Exactly as written, copy the lines of the data below from the first through the one containing "the flood analysis".

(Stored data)
%%

//! Risk-differentiated alternative routes
//!
//! Candidates come from Yen's k shortest paths and, when those are too few,
//! from detours through waypoints offset sideways from the direct line. Each
//! candidate is scored for flood exposure, then the ranked set is labelled
//! safest / balanced / direct.

mod k_shortest;
mod selection;
mod waypoints;

use chrono::{DateTime, Utc};
use hashbrown::HashSet;
use log::{debug, info};
use rayon::prelude::*;
use serde::Serialize;

pub use k_shortest::k_shortest_paths;
pub use selection::{RouteLabel, Selection, select_labels};

use super::planner::{Endpoint, RoutePlanner, SnapFailure};
use super::route::Route;
use super::search::{PathResult, SearchOutcome, UnreachableReason};
use crate::cost::TravelMode;
use crate::geometry::Coordinate;
use crate::risk::{FloodRiskAnalyzer, FloodRiskAssessment, WeatherImpact, WeatherObservation};
use crate::{Error, Meters, NodeId};

pub const MIN_ALTERNATIVES: usize = 2;
pub const MAX_ALTERNATIVES: usize = 5;

/// How a candidate was generated
#[derive(Debug, Clone, Copy, PartialEq, Serialize)]
#[serde(tag = "kind", rename_all = "snake_case")]
pub enum CandidateSource {
    ShortestPath,
    KShortest { rank: usize },
    Waypoint { offset_fraction: f64 },
}

/// A request for alternative routes
#[derive(Debug, Clone, PartialEq, Default)]
pub struct AlternativesRequest {
    pub origin: Coordinate,
    pub destination: Coordinate,
    /// Clamped to 2..=5; the configured default when unset
    pub desired_count: Option<usize>,
    pub mode: Option<TravelMode>,
    /// Corridor half-width for the flood analysis
    pub buffer_m: Option<Meters>,
    pub weather: Option<WeatherObservation>,
    /// Reference time for judging weather staleness
    pub as_of: Option<DateTime<Utc>>,
    pub max_snap_radius_m: Option<Meters>,
    /// Also score every route point
    pub with_points: bool,
}

impl AlternativesRequest {
    pub fn new(origin: Coordinate, destination: Coordinate) -> Self {
        Self {
            origin,
            destination,
            ..Self::default()
        }
    }

    #[must_use]
    pub fn with_count(mut self, desired_count: usize) -> Self {
        self.desired_count = Some(desired_count);
        self
    }

    #[must_use]
    pub fn with_mode(mut self, mode: TravelMode) -> Self {
        self.mode = Some(mode);
        self
    }

    #[must_use]
    pub fn with_buffer(mut self, buffer_m: Meters) -> Self {
        self.buffer_m = Some(buffer_m);
        self
    }

    #[must_use]
    pub fn with_weather(mut self, weather: WeatherObservation) -> Self {
        self.weather = Some(weather);
        self
    }
}

#[derive(Debug, Clone, Serialize)]
pub struct LabeledRoute {
    pub label: RouteLabel,
    pub route: Route,
    pub risk: FloodRiskAssessment,
    pub source: CandidateSource,
    /// Same candidate as an earlier route in the set
    pub duplicate: bool,
}

#[derive(Debug, Clone, Serialize)]
pub struct AlternativeSet {
    /// Safest first
    pub routes: Vec<LabeledRoute>,
    /// Distinct candidates scored before labelling
    pub candidates_considered: usize,
    /// Fewer distinct candidates than labels; some routes are duplicates
    pub degenerate: bool,
    pub weather_impact: WeatherImpact,
}

impl AlternativeSet {
    pub fn get(&self, label: RouteLabel) -> Option<&LabeledRoute> {
        self.routes.iter().find(|r| r.label == label)
    }

    pub fn safest(&self) -> Option<&LabeledRoute> {
        self.get(RouteLabel::Safest)
    }
}

#[derive(Debug, Clone)]
pub enum AlternativesOutcome {
    Found(AlternativeSet),
    Unreachable(UnreachableReason),
    SnapFailed(SnapFailure),
}

struct Candidate {
    source: CandidateSource,
    path: PathResult,
}

struct Scored {
    source: CandidateSource,
    route: Route,
    risk: FloodRiskAssessment,
}

/// Computes a labelled set of alternative routes.
///
/// # Errors
///
/// Returns an error only for internal inconsistencies of the network
pub fn compute_alternatives(
    planner: &RoutePlanner<'_>,
    request: &AlternativesRequest,
) -> Result<AlternativesOutcome, Error> {
    let config = planner.config();
    let network = planner.network();
    let desired = request
        .desired_count
        .unwrap_or(config.alternatives.default_count)
        .clamp(MIN_ALTERNATIVES, MAX_ALTERNATIVES);
    let mode = request.mode.unwrap_or(config.alternatives.default_mode);
    let radius = request
        .max_snap_radius_m
        .unwrap_or(config.snapping.max_radius_m);

    let start = match planner.snap(request.origin, Endpoint::Origin, radius) {
        Ok(snapped) => snapped,
        Err(failure) => return Ok(AlternativesOutcome::SnapFailed(failure)),
    };
    let goal = match planner.snap(request.destination, Endpoint::Destination, radius) {
        Ok(snapped) => snapped,
        Err(failure) => return Ok(AlternativesOutcome::SnapFailed(failure)),
    };

    let first = match planner.search(start.node, goal.node, mode)? {
        SearchOutcome::Found(path) => path,
        SearchOutcome::Unreachable(reason) => return Ok(AlternativesOutcome::Unreachable(reason)),
    };

    let mut candidates = Vec::new();
    if config.alternatives.use_k_shortest {
        let k = config.alternatives.k_shortest_paths.max(desired);
        let paths = k_shortest_paths(
            network,
            first,
            k,
            mode,
            config.search.use_heuristic,
            &planner.limits(),
        )?;
        candidates.extend(paths.into_iter().enumerate().map(|(rank, path)| Candidate {
            source: if rank == 0 {
                CandidateSource::ShortestPath
            } else {
                CandidateSource::KShortest { rank }
            },
            path,
        }));
    } else {
        candidates.push(Candidate {
            source: CandidateSource::ShortestPath,
            path: first,
        });
    }

    if distinct(&candidates).len() < desired {
        let detours = waypoints::waypoint_paths(
            planner,
            &start,
            &goal,
            request.origin,
            request.destination,
            mode,
        )?;
        candidates.extend(detours.into_iter().map(|(offset_fraction, path)| Candidate {
            source: CandidateSource::Waypoint { offset_fraction },
            path,
        }));
    }

    let keep = distinct(&candidates);
    let candidates: Vec<Candidate> = candidates
        .into_iter()
        .enumerate()
        .filter(|(idx, _)| keep.contains(idx))
        .map(|(_, candidate)| candidate)
        .collect();

    let weather = config
        .risk
        .weather
        .assess(request.weather.as_ref(), request.as_of);
    let analyzer = FloodRiskAnalyzer::new(network, &config.risk);
    let mut scored: Vec<Scored> = candidates
        .into_par_iter()
        .map(|candidate| {
            let route = Route::from_path(
                network,
                &candidate.path,
                mode,
                request.origin,
                request.destination,
            );
            let risk = analyzer.assess_route(&route, request.buffer_m, &weather, request.with_points);
            Scored {
                source: candidate.source,
                route,
                risk,
            }
        })
        .collect();

    // Stable, so full ties keep generation order
    scored.sort_by(|a, b| {
        a.risk
            .flooded_percentage
            .total_cmp(&b.risk.flooded_percentage)
            .then(a.route.distance_m.total_cmp(&b.route.distance_m))
    });

    let distances: Vec<f64> = scored.iter().map(|s| s.route.distance_m).collect();
    let selections = select_labels(
        &distances,
        desired,
        config.alternatives.direct_min_separation_m,
    );
    let degenerate = scored.len() < desired.min(3);
    if degenerate {
        debug!(
            "Only {} distinct candidates for {desired} alternatives",
            scored.len()
        );
    }

    let routes = selections
        .iter()
        .filter_map(|selection| {
            let candidate = scored.get(selection.index)?;
            Some(LabeledRoute {
                label: selection.label,
                route: candidate.route.clone(),
                risk: candidate.risk.clone(),
                source: candidate.source,
                duplicate: selection.duplicate,
            })
        })
        .collect();

    info!(
        "Alternatives ({mode}): {} candidates, {} labelled",
        scored.len(),
        selections.len()
    );

    Ok(AlternativesOutcome::Found(AlternativeSet {
        routes,
        candidates_considered: scored.len(),
        degenerate,
        weather_impact: weather,
    }))
}

/// Indices of the first candidate of each distinct node sequence
fn distinct(candidates: &[Candidate]) -> Vec<usize> {
    let mut seen: HashSet<&[NodeId]> = HashSet::new();
    candidates
        .iter()
        .enumerate()
        .filter(|(_, c)| seen.insert(c.path.nodes.as_slice()))
        .map(|(idx, _)| idx)
        .collect()
}

#[cfg(test)]
mod tests {
    use super::*;
    use crate::RoadNetwork;
    use crate::cost::CostModel;
    use crate::loading::{EngineConfig, build_network};
    use crate::model::RoadSegment;

    fn c(lat: f64, lon: f64) -> Coordinate {
        Coordinate::new(lat, lon)
    }

    /// Three west-east ways 1 km long: straight and flooded in the middle,
    /// and two bows to the north, the farther one dry
    fn network() -> RoadNetwork {
        let segments = vec![
            RoadSegment::new("w", vec![c(0.0, 0.0), c(0.0, 0.004)]),
            RoadSegment::new("flood", vec![c(0.0, 0.004), c(0.0, 0.005)]).with_flooded(true),
            RoadSegment::new("e", vec![c(0.0, 0.005), c(0.0, 0.009)]),
            RoadSegment::new(
                "near",
                vec![c(0.0, 0.0), c(0.0015, 0.0045), c(0.0, 0.009)],
            ),
            RoadSegment::new("far", vec![c(0.0, 0.0), c(0.004, 0.0045), c(0.0, 0.009)]),
        ];
        build_network(segments, 6, CostModel::default()).0
    }

    #[test]
    fn labels_span_safest_to_direct() {
        let network = network();
        let config = EngineConfig::default();
        let planner = RoutePlanner::new(&network, &config);
        let request = AlternativesRequest::new(c(0.0, 0.0), c(0.0, 0.009)).with_count(3);

        let AlternativesOutcome::Found(set) = compute_alternatives(&planner, &request).unwrap()
        else {
            panic!("expected alternatives");
        };
        assert_eq!(set.routes.len(), 3);
        assert!(!set.degenerate);

        let safest = set.safest().unwrap();
        let direct = set.get(RouteLabel::Direct).unwrap();
        assert!(safest.risk.flooded_percentage.abs() < f64::EPSILON);
        assert!(direct.risk.flooded_percentage > 0.0);
        assert!(direct.route.distance_m < safest.route.distance_m);
        for route in &set.routes {
            assert!(route.risk.flooded_percentage >= safest.risk.flooded_percentage);
        }
    }

    #[test]
    fn desired_count_is_clamped() {
        let network = network();
        let config = EngineConfig::default();
        let planner = RoutePlanner::new(&network, &config);

        let request = AlternativesRequest::new(c(0.0, 0.0), c(0.0, 0.009)).with_count(1);
        let AlternativesOutcome::Found(set) = compute_alternatives(&planner, &request).unwrap()
        else {
            panic!("expected alternatives");
        };
        let labels: Vec<RouteLabel> = set.routes.iter().map(|r| r.label).collect();
        assert_eq!(labels, vec![RouteLabel::Safest, RouteLabel::Direct]);
    }

    #[test]
    fn snap_failure_is_reported() {
        let network = network();
        let config = EngineConfig::default();
        let planner = RoutePlanner::new(&network, &config);
        let request = AlternativesRequest::new(c(0.0, 0.0), c(0.5, 0.5));
        assert!(matches!(
            compute_alternatives(&planner, &request).unwrap(),
            AlternativesOutcome::SnapFailed(SnapFailure {
                endpoint: Endpoint::Destination,
                ..
            })
        ));
    }
}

%%

Task response:
//! Risk-differentiated alternative routes
//!
//! Candidates come from Yen's k shortest paths and, when those are too few,
//! from detours through waypoints offset sideways from the direct line. Each
//! candidate is scored for flood exposure, then the ranked set is labelled
//! safest / balanced / direct.

mod k_shortest;
mod selection;
mod waypoints;

use chrono::{DateTime, Utc};
use hashbrown::HashSet;
use log::{debug, info};
use rayon::prelude::*;
use serde::Serialize;

pub use k_shortest::k_shortest_paths;
pub use selection::{RouteLabel, Selection, select_labels};

use super::planner::{Endpoint, RoutePlanner, SnapFailure};
use super::route::Route;
use super::search::{PathResult, SearchOutcome, UnreachableReason};
use crate::cost::TravelMode;
use crate::geometry::Coordinate;
use crate::risk::{FloodRiskAnalyzer, FloodRiskAssessment, WeatherImpact, WeatherObservation};
use crate::{Error, Meters, NodeId};

pub const MIN_ALTERNATIVES: usize = 2;
pub const MAX_ALTERNATIVES: usize = 5;

/// How a candidate was generated
#[derive(Debug, Clone, Copy, PartialEq, Serialize)]
#[serde(tag = "kind", rename_all = "snake_case")]
pub enum CandidateSource {
    ShortestPath,
    KShortest { rank: usize },
    Waypoint { offset_fraction: f64 },
}

/// A request for alternative routes
#[derive(Debug, Clone, PartialEq, Default)]
pub struct AlternativesRequest {
    pub origin: Coordinate,
    pub destination: Coordinate,
    /// Clamped to 2..=5; the configured default when unset
    pub desired_count: Option<usize>,
    pub mode: Option<TravelMode>,
    /// Corridor half-width for the flood analysis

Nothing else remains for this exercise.